The records.
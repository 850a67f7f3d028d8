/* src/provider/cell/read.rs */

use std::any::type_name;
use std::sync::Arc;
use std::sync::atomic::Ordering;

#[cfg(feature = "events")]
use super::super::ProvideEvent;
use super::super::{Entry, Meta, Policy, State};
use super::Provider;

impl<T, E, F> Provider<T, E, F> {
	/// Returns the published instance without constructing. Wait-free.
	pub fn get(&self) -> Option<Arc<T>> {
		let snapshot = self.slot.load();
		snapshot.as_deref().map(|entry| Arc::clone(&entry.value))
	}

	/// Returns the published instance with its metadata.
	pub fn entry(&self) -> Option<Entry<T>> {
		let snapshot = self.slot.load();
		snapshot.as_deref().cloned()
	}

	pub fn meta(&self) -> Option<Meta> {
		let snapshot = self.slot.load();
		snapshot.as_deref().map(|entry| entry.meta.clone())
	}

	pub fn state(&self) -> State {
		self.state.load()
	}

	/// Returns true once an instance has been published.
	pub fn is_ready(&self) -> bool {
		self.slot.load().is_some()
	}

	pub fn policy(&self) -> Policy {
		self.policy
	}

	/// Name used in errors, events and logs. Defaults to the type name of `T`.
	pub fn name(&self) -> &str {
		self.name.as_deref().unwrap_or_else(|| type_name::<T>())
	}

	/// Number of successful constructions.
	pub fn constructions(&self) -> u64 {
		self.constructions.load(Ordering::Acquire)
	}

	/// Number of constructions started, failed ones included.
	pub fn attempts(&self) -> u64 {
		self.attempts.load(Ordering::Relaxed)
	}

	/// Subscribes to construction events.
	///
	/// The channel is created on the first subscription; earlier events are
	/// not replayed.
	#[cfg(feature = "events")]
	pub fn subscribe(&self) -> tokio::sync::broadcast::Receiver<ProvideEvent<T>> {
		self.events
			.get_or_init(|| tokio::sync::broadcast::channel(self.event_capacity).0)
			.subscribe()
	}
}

* * *

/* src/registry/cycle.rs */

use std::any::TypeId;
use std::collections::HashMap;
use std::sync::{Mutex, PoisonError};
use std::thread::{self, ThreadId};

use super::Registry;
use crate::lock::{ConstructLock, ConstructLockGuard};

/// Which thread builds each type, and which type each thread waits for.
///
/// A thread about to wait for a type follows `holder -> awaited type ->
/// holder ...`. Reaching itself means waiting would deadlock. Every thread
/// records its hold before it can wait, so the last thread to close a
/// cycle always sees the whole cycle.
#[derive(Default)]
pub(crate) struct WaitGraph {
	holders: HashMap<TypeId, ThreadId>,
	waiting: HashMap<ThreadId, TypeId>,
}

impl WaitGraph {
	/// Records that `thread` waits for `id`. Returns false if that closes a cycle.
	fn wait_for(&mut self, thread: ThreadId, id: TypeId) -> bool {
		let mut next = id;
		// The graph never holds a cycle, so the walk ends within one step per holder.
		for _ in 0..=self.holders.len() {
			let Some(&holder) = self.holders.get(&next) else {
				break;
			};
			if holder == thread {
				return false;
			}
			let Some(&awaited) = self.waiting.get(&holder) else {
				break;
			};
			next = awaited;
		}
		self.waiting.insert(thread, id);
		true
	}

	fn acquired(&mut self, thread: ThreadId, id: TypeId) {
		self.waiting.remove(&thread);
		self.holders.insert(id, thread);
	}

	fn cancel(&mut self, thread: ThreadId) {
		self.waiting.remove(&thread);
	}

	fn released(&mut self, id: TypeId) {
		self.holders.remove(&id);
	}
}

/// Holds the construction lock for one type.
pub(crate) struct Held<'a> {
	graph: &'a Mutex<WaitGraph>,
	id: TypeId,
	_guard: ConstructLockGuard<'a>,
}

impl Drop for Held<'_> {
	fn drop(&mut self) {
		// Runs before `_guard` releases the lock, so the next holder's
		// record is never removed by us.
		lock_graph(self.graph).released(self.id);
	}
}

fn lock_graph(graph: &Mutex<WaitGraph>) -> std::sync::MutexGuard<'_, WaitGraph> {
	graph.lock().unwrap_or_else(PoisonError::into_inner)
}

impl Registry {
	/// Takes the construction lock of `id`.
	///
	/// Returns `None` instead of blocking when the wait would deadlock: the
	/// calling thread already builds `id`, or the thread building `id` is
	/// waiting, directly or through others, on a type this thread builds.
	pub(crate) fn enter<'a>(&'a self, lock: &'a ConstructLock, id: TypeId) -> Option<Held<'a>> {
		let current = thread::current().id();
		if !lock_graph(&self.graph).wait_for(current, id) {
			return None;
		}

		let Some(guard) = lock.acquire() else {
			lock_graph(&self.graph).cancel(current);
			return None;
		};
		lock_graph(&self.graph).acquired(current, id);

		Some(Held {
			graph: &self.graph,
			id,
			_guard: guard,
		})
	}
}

Work instruction. Please return only the lines above, starting at the line that has "if holder == thread" and ending at the line that has "fn lock_graph(graph: &Mutex<WaitGraph>)", keeping both and leaving each one unchanged.

Answer for the task.
			if holder == thread {
				return false;
			}
			let Some(&awaited) = self.waiting.get(&holder) else {
				break;
			};
			next = awaited;
		}
		self.waiting.insert(thread, id);
		true
	}

	fn acquired(&mut self, thread: ThreadId, id: TypeId) {
		self.waiting.remove(&thread);
		self.holders.insert(id, thread);
	}

	fn cancel(&mut self, thread: ThreadId) {
		self.waiting.remove(&thread);
	}

	fn released(&mut self, id: TypeId) {
		self.holders.remove(&id);
	}
}

/// Holds the construction lock for one type.
pub(crate) struct Held<'a> {
	graph: &'a Mutex<WaitGraph>,
	id: TypeId,
	_guard: ConstructLockGuard<'a>,
}

impl Drop for Held<'_> {
	fn drop(&mut self) {
		// Runs before `_guard` releases the lock, so the next holder's
		// record is never removed by us.
		lock_graph(self.graph).released(self.id);
	}
}

fn lock_graph(graph: &Mutex<WaitGraph>) -> std::sync::MutexGuard<'_, WaitGraph> {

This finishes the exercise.